## TASK STATEMENT
Your task is to filter the entries and copy every line containing the string "length".
**** DATA FOR THIS EXERCISE ****
// sr-bus: Event-bus abstraction over a log-structured stream store.
//
// Streams are named append-only logs with store-assigned, lexically ordered
// ids. Consumer groups share a cursor with per-message pending state,
// giving at-least-once delivery; unprocessable records are routed to
// `<stream>.dlq` instead of surfacing to handlers.
//
// Two drivers implement the contract: Redis Streams (production) and an
// in-memory store (tests, with a publish-failure budget for simulating
// transient transport errors).

use async_trait::async_trait;
use chrono::{DateTime, Utc};
use serde::{Deserialize, Serialize};
use serde_json::Value;
use std::time::Duration;

pub mod envelope;
pub mod memory;
pub mod redis_driver;

pub use envelope::{decode_envelope, encode_envelope, DecodeFailure, DecodedEnvelope};
pub use memory::MemoryBus;
pub use redis_driver::RedisStreamBus;

/// Sentinel id ordering after every real id; selects "tail" as a group
/// start position.
pub const TAIL_ID: &str = "$";

/// Default approximate stream length cap.
pub const DEFAULT_STREAM_MAX_LEN: usize = 100_000;

// ---------------------------------------------------------------------------
// Errors
// ---------------------------------------------------------------------------

/// Transport-level bus failure. Decode failures never appear here: the
/// drivers route malformed envelopes to the DLQ themselves.
#[derive(Debug, thiserror::Error)]
pub enum BusError {
    #[error("transport error: {0}")]
    Transport(String),
    #[error("encode error: {0}")]
    Encode(String),
    #[error("no such consumer group '{group}' on stream '{stream}'")]
    NoSuchGroup { stream: String, group: String },
}

// ---------------------------------------------------------------------------
// Records
// ---------------------------------------------------------------------------

/// A record as stored in a stream.
#[derive(Debug, Clone, PartialEq)]
pub struct Record {
    pub stream: String,
    /// Store-assigned id; lexical order equals insertion order.
    pub id: String,
    /// The decoded message payload.
    pub message: Value,
    pub published_at: DateTime<Utc>,
}

/// A record delivered through a consumer group.
#[derive(Debug, Clone, PartialEq)]
pub struct ConsumerMessage {
    pub id: String,
    pub message: Value,
    pub published_at: DateTime<Utc>,
    /// True when this delivery came off the pending list (a redelivery).
    pub redelivered: bool,
}

/// Publish options; `max_len` overrides the driver's default length cap.
#[derive(Debug, Clone, Copy, Default)]
pub struct PublishOptions {
    pub max_len: Option<usize>,
}

/// Initial cursor position when creating a consumer group.
#[derive(Debug, Clone, PartialEq, Eq)]
pub enum GroupStart {
    /// Deliver everything already in the stream.
    Head,
    /// Deliver only records published after group creation.
    Tail,
    /// Deliver records after a literal id.
    At(String),
}

/// Parameters for a `consume_group` call.
#[derive(Debug, Clone)]
pub struct ConsumeRequest {
    pub stream: String,
    pub group: String,
    pub consumer: String,
    /// Upper bound on returned messages.
    pub count: usize,
    /// How long to block waiting for new messages once pending is drained.
    pub block: Duration,
}

/// Reason a record was routed to the dead-letter stream.
#[derive(Debug, Clone, Copy, PartialEq, Eq, Serialize, Deserialize)]
#[serde(rename_all = "SCREAMING_SNAKE_CASE")]
pub enum DlqReason {
    MalformedPayload,
    MaxDeliveriesExceeded,
}

/// Parameters for a `move_to_dlq` call.
#[derive(Debug, Clone)]
pub struct DlqRequest {
    pub source_stream: String,
    pub source_message_id: String,
    pub reason: DlqReason,
    /// The original payload, carried verbatim.
    pub payload: Value,
    /// Routing context: group, consumer, last error, raw fields.
    pub metadata: Value,
}

/// The structured record published to `<stream>.dlq`.
#[derive(Debug, Clone, Serialize, Deserialize)]
pub struct DlqRecord {
    pub source_stream: String,
    pub source_message_id: String,
    pub reason: DlqReason,
    pub payload: Value,
    pub metadata: Value,
    pub failed_at_utc: String,
}

impl DlqRecord {
    pub fn from_request(req: DlqRequest) -> DlqRecord {
        DlqRecord {
            source_stream: req.source_stream,
            source_message_id: req.source_message_id,
            reason: req.reason,
            payload: req.payload,
            metadata: req.metadata,
            failed_at_utc: sr_core::now_rfc3339(),
        }
    }
}

// ---------------------------------------------------------------------------
// Capability traits
// ---------------------------------------------------------------------------

#[async_trait]
pub trait EventPublisher: Send + Sync {
    /// Append one envelope; returns the assigned id and publish timestamp.
    /// Fails only on transport errors.
    async fn publish(
        &self,
        stream: &str,
        message: &Value,
        opts: PublishOptions,
    ) -> Result<Record, BusError>;
}

#[async_trait]
pub trait EventStreamReader: Send + Sync {
    /// Up to `limit` most recent records in chronological order. Malformed
    /// envelopes are silently skipped. `limit == 0` returns empty without
    /// touching the transport.
    async fn read_recent(&self, stream: &str, limit: usize) -> Result<Vec<Record>, BusError>;
}

#[async_trait]
pub trait EventConsumer: Send + Sync {
    /// Idempotently create a consumer group at the given start position.
    async fn ensure_group(
        &self,
        stream: &str,
        group: &str,
        start: GroupStart,
    ) -> Result<(), BusError>;

    /// Deliver at most `count` messages: pending redeliveries for this
    /// consumer first (non-blocking), then new messages past the group
    /// cursor (blocking up to `block`). Malformed envelopes are routed to
    /// the DLQ and acked before this returns; the caller never sees them.
    async fn consume_group(&self, req: &ConsumeRequest) -> Result<Vec<ConsumerMessage>, BusError>;

    /// Remove ids from the group's pending set. Empty input is a no-op
    /// returning 0.
    async fn ack(&self, stream: &str, group: &str, ids: &[String]) -> Result<u64, BusError>;

    /// Publish a structured failure record to `<source_stream>.dlq`.
    async fn move_to_dlq(&self, req: DlqRequest) -> Result<String, BusError>;
}

/// The full bus: publish + tailing reads + consumer groups.
pub trait EventBus: EventPublisher + EventStreamReader + EventConsumer {}

impl<T: EventPublisher + EventStreamReader + EventConsumer> EventBus for T {}

// ---------------------------------------------------------------------------
// Typed publish helper
// ---------------------------------------------------------------------------

/// Serialize a typed message and publish it with default options.
pub async fn publish_message<T, P>(
    publisher: &P,
    stream: &str,
    message: &T,
) -> Result<Record, BusError>
where
    T: Serialize + ?Sized,
    P: EventPublisher + ?Sized,
{
    let value =
        serde_json::to_value(message).map_err(|e| BusError::Encode(e.to_string()))?;
    publisher.publish(stream, &value, PublishOptions::default()).await
}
****
## RESPONSE AREA
/// Default approximate stream length cap.
/// Publish options; `max_len` overrides the driver's default length cap.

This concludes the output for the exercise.